Task requirements>
Whenever the string "eprintln" appears in a line below, please copy the line out.

** Opening Given data block **

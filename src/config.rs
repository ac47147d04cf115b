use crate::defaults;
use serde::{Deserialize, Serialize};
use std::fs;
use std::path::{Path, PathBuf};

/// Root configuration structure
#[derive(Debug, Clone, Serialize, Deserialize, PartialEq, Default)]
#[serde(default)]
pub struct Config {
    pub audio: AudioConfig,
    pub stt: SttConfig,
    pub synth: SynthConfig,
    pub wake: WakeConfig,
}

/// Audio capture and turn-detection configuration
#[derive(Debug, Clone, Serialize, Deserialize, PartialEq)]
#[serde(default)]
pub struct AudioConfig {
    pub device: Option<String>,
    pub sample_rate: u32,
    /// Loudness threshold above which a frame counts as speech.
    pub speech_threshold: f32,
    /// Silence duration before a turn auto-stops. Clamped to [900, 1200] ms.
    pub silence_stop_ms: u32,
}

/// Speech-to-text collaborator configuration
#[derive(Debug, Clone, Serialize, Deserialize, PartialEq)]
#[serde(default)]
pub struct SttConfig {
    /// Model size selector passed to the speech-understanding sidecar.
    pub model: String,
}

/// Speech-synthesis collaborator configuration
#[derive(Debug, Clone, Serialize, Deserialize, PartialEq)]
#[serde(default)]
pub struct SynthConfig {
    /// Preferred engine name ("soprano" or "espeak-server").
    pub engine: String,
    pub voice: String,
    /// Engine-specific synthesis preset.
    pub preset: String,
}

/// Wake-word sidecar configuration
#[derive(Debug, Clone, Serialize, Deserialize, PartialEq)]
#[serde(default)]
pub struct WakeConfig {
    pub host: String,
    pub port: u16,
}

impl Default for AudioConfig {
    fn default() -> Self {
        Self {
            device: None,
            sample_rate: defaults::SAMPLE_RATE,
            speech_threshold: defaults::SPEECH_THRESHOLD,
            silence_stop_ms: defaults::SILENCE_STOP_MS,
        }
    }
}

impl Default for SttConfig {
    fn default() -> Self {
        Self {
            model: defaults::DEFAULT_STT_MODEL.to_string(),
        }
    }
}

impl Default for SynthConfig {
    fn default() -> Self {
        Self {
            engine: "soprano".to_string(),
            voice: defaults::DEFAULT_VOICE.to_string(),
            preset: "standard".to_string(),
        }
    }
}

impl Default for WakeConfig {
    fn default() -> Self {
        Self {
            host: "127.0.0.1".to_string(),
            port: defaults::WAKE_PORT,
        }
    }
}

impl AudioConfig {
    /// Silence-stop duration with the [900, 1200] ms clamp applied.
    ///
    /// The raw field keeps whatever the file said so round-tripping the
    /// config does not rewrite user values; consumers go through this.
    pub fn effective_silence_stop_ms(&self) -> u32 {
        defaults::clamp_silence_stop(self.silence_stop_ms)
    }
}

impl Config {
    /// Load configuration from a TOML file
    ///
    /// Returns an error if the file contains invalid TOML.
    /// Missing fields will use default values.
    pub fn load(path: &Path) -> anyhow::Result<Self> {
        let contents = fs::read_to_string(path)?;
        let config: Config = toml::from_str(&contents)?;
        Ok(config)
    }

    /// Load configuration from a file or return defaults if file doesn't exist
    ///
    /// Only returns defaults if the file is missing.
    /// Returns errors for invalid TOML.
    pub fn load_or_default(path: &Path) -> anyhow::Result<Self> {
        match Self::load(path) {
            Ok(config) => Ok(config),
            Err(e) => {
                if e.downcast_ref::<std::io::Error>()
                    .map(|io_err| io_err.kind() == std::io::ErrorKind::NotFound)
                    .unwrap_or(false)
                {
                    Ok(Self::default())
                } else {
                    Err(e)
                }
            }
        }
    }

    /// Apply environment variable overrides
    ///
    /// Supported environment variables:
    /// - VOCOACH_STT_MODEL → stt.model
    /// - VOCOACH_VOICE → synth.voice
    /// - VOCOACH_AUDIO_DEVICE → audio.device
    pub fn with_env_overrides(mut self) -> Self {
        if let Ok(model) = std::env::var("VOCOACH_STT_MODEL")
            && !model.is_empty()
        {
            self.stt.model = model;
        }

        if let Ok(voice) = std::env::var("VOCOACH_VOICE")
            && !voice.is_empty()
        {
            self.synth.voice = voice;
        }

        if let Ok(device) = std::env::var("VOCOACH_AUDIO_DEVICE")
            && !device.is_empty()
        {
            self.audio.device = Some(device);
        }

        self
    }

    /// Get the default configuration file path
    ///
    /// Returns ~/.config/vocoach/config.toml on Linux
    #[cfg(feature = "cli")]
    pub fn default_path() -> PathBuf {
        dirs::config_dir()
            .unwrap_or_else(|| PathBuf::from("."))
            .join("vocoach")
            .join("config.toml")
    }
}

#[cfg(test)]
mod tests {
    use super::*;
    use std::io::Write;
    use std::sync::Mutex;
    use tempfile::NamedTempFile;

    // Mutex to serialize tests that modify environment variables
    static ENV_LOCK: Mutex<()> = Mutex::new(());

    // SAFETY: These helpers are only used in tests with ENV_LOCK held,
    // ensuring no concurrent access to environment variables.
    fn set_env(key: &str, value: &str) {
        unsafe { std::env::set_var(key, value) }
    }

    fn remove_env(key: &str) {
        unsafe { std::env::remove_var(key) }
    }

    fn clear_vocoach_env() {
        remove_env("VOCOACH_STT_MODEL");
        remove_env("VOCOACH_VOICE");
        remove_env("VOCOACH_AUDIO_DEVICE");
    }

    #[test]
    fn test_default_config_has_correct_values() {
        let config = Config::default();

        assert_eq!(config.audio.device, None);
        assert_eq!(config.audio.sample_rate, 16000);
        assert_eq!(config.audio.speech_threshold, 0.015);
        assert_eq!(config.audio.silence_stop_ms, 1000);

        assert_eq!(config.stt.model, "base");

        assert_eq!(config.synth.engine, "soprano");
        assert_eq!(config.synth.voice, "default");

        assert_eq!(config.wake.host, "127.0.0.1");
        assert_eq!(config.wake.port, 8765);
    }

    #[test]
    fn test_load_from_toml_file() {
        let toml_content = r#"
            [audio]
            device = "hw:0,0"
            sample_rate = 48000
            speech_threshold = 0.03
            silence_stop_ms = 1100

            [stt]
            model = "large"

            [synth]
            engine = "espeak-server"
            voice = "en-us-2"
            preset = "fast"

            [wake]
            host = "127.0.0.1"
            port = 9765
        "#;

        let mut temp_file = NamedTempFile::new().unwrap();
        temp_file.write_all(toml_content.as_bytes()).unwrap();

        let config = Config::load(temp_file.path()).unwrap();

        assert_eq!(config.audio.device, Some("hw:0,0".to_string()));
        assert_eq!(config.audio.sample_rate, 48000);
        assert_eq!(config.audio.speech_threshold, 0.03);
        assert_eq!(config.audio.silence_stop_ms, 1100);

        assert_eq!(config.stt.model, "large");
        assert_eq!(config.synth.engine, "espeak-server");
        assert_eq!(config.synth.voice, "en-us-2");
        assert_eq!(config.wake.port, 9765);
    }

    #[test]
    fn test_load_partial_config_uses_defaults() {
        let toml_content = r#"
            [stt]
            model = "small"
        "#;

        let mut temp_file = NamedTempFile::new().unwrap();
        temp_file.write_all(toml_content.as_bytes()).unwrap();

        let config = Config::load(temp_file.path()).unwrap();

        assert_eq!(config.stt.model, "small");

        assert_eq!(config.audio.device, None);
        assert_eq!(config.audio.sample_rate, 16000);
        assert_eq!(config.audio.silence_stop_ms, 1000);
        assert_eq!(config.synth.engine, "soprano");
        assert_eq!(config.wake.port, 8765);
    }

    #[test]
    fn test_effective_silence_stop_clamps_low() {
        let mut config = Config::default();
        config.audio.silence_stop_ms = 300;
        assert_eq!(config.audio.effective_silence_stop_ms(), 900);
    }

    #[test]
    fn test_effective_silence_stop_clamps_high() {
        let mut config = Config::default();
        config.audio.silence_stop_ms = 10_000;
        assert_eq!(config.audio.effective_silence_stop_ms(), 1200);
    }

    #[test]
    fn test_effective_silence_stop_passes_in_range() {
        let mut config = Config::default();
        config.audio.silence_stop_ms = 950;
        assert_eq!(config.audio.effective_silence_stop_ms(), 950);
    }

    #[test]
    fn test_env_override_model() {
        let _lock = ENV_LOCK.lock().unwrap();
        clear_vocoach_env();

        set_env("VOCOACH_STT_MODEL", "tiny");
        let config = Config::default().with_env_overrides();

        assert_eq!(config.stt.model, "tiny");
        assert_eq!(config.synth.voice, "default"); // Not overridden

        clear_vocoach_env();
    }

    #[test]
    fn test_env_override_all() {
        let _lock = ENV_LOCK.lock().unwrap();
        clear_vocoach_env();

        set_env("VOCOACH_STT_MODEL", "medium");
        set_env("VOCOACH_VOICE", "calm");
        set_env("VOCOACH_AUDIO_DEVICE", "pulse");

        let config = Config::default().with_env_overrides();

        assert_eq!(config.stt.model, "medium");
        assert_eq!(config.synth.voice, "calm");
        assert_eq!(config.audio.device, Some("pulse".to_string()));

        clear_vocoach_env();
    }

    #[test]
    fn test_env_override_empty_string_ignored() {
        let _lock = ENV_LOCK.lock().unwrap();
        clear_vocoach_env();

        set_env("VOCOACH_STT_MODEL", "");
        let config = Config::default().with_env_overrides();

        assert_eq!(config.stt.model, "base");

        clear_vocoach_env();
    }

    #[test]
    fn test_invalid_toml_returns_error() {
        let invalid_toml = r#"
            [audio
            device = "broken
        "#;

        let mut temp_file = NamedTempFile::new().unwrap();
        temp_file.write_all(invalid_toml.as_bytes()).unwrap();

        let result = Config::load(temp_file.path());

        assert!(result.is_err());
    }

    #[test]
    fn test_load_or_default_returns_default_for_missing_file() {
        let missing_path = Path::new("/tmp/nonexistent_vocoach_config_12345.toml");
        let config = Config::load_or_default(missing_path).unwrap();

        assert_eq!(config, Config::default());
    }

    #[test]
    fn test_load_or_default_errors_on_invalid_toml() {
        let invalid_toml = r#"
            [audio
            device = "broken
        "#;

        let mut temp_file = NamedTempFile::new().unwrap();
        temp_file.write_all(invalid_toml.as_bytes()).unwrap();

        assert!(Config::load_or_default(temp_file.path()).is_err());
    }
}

** Closing Given data block **
** Opening Given data block **

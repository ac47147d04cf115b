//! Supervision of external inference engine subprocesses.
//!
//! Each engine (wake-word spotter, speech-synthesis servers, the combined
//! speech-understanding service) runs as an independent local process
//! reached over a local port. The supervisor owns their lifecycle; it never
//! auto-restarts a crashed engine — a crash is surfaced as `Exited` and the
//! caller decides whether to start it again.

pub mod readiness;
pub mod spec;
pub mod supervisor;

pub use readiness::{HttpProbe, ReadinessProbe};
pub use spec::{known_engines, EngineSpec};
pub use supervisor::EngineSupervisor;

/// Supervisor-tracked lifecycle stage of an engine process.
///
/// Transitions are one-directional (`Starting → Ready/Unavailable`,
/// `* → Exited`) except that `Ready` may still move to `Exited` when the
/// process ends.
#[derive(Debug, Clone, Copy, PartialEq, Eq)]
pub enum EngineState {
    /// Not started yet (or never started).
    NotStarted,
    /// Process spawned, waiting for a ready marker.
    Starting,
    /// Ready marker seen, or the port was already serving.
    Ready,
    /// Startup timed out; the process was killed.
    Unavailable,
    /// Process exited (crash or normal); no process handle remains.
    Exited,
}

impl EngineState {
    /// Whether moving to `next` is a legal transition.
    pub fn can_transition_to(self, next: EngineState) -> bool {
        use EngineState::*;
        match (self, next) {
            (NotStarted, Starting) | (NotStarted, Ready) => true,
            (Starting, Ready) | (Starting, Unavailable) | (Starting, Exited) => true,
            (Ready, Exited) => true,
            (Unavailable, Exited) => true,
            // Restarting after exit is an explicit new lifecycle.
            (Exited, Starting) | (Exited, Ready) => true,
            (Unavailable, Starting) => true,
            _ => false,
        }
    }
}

** Closing Given data block **
** Opening Given data block **

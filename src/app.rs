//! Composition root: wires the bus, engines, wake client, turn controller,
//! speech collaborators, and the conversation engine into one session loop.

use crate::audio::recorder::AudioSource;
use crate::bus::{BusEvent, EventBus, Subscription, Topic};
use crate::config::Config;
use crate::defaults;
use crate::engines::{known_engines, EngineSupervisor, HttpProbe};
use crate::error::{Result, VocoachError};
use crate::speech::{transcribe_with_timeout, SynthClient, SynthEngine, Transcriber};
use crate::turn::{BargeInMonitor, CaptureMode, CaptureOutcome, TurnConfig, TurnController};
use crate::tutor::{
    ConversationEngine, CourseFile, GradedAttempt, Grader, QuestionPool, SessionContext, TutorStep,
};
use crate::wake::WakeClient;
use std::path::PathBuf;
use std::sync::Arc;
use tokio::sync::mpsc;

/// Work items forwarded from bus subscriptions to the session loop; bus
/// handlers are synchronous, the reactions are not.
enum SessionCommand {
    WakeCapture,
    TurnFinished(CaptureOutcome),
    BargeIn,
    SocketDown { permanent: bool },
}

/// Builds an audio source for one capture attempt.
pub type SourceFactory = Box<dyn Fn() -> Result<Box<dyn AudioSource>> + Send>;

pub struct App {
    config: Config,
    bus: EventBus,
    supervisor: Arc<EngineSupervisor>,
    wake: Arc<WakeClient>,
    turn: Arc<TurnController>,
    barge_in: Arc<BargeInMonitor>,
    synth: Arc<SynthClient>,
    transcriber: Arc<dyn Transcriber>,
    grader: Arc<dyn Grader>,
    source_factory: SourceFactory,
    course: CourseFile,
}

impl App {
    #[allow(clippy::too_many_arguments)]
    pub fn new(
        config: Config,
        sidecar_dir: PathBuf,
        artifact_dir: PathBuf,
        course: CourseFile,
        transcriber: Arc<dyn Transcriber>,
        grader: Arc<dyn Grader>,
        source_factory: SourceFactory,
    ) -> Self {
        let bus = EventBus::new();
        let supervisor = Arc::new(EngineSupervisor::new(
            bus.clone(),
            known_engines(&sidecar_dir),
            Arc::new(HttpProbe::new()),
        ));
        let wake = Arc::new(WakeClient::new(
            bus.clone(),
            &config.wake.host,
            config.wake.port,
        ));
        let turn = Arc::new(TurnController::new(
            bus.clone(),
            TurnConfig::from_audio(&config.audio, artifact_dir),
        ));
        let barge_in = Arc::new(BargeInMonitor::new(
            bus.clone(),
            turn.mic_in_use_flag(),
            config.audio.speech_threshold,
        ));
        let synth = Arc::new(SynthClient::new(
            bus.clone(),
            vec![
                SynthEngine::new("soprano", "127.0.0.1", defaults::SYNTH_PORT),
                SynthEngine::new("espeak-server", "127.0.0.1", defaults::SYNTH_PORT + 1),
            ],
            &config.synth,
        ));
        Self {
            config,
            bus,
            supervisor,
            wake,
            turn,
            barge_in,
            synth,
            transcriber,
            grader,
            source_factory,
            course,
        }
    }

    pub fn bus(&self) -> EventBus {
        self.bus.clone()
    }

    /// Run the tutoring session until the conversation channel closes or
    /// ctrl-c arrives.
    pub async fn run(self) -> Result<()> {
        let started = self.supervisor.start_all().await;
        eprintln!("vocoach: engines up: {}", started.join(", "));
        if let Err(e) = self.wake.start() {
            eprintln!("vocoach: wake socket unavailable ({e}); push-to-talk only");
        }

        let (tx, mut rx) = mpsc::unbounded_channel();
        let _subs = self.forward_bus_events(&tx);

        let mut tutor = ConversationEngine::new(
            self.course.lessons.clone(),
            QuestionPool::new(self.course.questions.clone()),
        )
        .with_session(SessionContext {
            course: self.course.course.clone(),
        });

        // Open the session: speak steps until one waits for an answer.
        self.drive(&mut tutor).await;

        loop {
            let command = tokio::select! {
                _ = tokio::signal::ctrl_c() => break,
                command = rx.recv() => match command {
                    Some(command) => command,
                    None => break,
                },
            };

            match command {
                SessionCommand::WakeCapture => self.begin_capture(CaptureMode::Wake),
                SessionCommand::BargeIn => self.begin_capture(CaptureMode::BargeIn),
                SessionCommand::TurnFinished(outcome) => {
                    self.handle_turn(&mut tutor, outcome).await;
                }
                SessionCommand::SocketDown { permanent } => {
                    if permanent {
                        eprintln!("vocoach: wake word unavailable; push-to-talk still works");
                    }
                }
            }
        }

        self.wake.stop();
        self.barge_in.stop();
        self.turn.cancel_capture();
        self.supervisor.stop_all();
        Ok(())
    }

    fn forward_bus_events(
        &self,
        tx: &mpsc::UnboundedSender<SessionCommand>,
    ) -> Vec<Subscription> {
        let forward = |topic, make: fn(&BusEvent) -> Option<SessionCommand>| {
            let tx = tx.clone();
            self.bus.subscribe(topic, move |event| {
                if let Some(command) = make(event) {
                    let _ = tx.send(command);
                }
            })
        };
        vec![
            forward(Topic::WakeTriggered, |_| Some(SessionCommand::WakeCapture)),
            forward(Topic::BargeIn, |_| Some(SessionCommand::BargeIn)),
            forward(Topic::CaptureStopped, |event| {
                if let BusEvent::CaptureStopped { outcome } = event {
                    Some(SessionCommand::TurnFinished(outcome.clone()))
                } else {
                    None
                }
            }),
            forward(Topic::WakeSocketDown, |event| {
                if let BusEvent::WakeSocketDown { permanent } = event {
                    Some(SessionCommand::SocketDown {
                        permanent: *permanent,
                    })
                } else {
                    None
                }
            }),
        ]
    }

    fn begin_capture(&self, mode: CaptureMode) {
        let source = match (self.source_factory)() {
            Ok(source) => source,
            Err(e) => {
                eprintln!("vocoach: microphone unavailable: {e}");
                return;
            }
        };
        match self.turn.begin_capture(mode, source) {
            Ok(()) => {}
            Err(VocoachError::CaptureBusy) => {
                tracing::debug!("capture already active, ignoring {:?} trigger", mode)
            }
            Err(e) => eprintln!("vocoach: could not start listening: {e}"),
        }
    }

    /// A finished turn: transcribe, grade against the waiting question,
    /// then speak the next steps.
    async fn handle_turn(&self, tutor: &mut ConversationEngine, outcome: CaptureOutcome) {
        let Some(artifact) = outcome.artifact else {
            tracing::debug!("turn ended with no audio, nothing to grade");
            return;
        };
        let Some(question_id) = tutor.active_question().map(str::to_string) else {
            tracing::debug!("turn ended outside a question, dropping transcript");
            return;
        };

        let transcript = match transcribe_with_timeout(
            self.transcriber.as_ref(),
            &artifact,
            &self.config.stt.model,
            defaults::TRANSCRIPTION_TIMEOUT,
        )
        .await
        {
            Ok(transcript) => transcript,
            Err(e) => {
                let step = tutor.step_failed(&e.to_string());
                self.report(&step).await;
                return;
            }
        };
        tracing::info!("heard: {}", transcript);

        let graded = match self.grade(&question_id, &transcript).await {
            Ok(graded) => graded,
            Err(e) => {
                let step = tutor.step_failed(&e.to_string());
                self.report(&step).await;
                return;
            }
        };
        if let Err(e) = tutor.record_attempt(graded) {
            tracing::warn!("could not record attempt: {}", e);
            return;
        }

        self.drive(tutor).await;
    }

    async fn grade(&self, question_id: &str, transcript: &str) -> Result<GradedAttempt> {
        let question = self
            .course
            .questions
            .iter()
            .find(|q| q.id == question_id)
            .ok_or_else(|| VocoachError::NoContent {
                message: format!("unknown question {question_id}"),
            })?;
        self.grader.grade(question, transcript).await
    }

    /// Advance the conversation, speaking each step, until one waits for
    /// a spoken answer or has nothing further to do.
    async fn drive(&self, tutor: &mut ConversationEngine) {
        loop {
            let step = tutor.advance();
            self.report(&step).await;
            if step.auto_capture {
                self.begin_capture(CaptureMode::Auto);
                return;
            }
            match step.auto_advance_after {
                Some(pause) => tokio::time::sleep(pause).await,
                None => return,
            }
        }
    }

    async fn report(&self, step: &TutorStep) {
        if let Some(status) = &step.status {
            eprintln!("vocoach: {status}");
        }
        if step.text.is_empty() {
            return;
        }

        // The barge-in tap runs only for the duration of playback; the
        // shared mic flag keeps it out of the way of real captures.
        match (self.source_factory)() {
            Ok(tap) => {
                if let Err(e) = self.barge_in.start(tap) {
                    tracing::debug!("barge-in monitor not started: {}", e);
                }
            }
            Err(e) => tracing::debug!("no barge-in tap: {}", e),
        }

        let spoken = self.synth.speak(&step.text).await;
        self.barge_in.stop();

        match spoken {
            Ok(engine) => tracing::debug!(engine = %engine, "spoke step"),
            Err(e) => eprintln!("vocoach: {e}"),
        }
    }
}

** Closing Given data block **

Written response>
        eprintln!("vocoach: engines up: {}", started.join(", "));
            eprintln!("vocoach: wake socket unavailable ({e}); push-to-talk only");
                        eprintln!("vocoach: wake word unavailable; push-to-talk still works");
                eprintln!("vocoach: microphone unavailable: {e}");
            Err(e) => eprintln!("vocoach: could not start listening: {e}"),
            eprintln!("vocoach: {status}");
            Err(e) => eprintln!("vocoach: {e}"),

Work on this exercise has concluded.